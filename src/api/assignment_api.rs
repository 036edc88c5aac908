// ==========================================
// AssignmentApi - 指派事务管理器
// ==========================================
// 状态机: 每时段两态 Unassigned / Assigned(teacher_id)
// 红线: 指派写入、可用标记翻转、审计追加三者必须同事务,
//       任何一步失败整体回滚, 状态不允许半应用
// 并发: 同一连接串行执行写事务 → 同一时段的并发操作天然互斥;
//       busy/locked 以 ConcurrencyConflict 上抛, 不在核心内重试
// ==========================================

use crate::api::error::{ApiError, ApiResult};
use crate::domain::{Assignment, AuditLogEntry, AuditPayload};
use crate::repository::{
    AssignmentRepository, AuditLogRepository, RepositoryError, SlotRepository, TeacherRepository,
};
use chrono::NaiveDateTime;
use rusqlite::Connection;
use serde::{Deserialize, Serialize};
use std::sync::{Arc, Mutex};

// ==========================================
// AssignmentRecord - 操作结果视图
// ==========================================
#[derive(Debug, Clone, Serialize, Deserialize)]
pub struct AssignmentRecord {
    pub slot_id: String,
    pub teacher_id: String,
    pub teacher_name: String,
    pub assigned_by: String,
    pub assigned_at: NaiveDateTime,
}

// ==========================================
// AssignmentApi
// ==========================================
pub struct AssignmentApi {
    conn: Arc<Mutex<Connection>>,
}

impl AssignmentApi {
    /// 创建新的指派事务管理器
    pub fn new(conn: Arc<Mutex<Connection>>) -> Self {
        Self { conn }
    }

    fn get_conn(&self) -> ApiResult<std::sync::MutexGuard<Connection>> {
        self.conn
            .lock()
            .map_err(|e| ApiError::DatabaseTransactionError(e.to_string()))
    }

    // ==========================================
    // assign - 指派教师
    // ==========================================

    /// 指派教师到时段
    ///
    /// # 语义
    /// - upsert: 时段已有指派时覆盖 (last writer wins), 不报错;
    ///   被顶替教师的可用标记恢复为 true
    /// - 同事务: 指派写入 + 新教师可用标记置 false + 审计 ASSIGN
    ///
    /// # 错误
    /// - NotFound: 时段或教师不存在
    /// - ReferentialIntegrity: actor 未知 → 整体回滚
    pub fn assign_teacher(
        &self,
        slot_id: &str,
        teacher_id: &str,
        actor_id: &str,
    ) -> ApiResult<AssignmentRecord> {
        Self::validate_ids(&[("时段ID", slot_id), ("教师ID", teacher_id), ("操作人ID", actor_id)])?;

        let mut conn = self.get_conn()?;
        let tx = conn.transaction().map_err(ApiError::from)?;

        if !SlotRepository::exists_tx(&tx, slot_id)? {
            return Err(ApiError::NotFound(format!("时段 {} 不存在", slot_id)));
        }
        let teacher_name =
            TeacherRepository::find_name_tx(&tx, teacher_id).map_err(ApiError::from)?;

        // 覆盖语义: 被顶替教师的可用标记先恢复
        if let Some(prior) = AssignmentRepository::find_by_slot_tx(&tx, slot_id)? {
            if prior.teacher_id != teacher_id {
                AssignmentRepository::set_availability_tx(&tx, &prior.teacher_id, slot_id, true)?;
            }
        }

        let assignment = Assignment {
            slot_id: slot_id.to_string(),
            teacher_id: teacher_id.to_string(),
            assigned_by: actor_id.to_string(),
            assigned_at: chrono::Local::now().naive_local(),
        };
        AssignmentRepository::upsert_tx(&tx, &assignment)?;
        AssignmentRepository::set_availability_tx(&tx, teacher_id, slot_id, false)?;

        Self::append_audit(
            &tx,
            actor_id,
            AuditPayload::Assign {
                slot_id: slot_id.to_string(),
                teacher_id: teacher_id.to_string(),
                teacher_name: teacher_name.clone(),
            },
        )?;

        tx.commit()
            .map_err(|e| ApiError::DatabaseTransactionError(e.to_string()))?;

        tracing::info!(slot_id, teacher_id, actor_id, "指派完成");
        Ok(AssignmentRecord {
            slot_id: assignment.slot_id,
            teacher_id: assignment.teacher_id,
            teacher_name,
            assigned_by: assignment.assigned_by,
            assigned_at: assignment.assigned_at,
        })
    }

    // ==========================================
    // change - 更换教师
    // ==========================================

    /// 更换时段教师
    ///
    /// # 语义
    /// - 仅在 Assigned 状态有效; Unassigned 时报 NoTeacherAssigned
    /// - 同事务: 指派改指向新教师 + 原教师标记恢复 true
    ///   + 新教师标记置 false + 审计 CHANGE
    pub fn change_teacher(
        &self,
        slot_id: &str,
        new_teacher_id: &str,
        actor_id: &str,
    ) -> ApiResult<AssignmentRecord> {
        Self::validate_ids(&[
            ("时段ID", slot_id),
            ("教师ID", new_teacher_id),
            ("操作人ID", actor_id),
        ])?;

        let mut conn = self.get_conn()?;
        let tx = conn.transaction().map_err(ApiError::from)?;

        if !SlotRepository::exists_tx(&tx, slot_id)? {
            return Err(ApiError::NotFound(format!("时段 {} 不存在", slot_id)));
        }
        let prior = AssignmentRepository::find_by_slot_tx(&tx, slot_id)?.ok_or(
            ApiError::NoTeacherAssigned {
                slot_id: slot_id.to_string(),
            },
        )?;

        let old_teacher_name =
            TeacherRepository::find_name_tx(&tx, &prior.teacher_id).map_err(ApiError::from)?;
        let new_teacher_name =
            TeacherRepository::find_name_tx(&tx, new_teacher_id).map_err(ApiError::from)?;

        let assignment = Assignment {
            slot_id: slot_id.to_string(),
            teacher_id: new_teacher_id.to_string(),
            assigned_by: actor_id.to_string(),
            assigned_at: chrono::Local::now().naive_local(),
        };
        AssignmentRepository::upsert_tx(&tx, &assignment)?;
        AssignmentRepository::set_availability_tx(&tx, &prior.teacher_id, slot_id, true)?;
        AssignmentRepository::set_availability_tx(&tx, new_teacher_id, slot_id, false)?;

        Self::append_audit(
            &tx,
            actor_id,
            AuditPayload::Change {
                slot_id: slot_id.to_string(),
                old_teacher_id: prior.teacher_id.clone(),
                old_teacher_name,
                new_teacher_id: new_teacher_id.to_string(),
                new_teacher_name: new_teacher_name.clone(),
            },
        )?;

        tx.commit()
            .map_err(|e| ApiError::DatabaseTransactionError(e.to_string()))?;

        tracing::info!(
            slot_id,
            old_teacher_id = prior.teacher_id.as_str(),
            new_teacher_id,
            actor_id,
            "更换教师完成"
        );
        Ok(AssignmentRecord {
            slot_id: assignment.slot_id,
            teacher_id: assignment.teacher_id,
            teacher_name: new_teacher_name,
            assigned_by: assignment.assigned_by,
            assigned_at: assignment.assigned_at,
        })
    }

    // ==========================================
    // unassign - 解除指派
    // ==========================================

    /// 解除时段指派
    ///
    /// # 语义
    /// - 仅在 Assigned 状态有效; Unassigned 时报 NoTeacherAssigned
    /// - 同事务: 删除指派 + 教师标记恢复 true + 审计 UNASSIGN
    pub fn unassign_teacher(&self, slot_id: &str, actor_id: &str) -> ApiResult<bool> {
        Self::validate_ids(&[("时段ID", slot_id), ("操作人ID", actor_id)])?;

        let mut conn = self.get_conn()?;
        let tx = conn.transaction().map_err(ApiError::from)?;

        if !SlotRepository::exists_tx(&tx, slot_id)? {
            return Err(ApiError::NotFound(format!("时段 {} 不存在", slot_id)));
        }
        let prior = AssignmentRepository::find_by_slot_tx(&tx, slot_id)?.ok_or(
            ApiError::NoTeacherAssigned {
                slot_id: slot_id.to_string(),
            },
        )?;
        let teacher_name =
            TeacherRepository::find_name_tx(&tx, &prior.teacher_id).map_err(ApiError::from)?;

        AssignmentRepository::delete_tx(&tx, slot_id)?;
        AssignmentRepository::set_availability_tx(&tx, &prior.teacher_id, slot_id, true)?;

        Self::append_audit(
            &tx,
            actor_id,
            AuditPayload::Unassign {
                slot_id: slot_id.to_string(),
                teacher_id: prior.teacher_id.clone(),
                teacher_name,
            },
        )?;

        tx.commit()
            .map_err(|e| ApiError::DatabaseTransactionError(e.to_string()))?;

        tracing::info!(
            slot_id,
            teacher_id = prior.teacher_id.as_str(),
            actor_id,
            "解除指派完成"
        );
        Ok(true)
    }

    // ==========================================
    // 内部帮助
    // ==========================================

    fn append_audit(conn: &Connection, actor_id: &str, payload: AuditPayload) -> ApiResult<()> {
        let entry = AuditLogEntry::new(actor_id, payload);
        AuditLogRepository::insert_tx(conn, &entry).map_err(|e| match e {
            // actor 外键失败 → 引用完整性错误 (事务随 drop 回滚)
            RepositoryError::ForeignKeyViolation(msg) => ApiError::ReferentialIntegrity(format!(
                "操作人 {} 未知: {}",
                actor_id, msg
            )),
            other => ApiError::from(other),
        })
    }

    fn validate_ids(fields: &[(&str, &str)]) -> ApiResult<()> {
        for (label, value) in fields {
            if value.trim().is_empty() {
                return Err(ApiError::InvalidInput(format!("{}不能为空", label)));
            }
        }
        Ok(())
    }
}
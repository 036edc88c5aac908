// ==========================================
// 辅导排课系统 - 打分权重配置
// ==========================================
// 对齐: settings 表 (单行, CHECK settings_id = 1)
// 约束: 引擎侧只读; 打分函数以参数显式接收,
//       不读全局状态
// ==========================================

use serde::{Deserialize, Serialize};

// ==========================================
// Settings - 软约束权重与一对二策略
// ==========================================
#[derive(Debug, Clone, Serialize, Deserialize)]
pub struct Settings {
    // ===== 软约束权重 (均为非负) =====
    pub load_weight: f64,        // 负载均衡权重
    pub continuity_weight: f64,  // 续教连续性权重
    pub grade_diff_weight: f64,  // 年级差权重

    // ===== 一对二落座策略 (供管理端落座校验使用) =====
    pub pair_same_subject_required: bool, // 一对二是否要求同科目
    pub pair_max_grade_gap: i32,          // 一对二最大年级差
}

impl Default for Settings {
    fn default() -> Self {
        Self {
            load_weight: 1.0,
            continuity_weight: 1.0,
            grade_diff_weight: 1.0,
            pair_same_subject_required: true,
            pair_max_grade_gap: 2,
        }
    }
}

:: Task brief ::
In the entries above, restate word for word the lines between the one holding "unassign - 解除指派" and the one holding "true + 审计 UNASSIGN", inclusive, and nothing besides.

:: Response area ::
    // unassign - 解除指派
    // ==========================================

    /// 解除时段指派
    ///
    /// # 语义
    /// - 仅在 Assigned 状态有效; Unassigned 时报 NoTeacherAssigned
    /// - 同事务: 删除指派 + 教师标记恢复 true + 审计 UNASSIGN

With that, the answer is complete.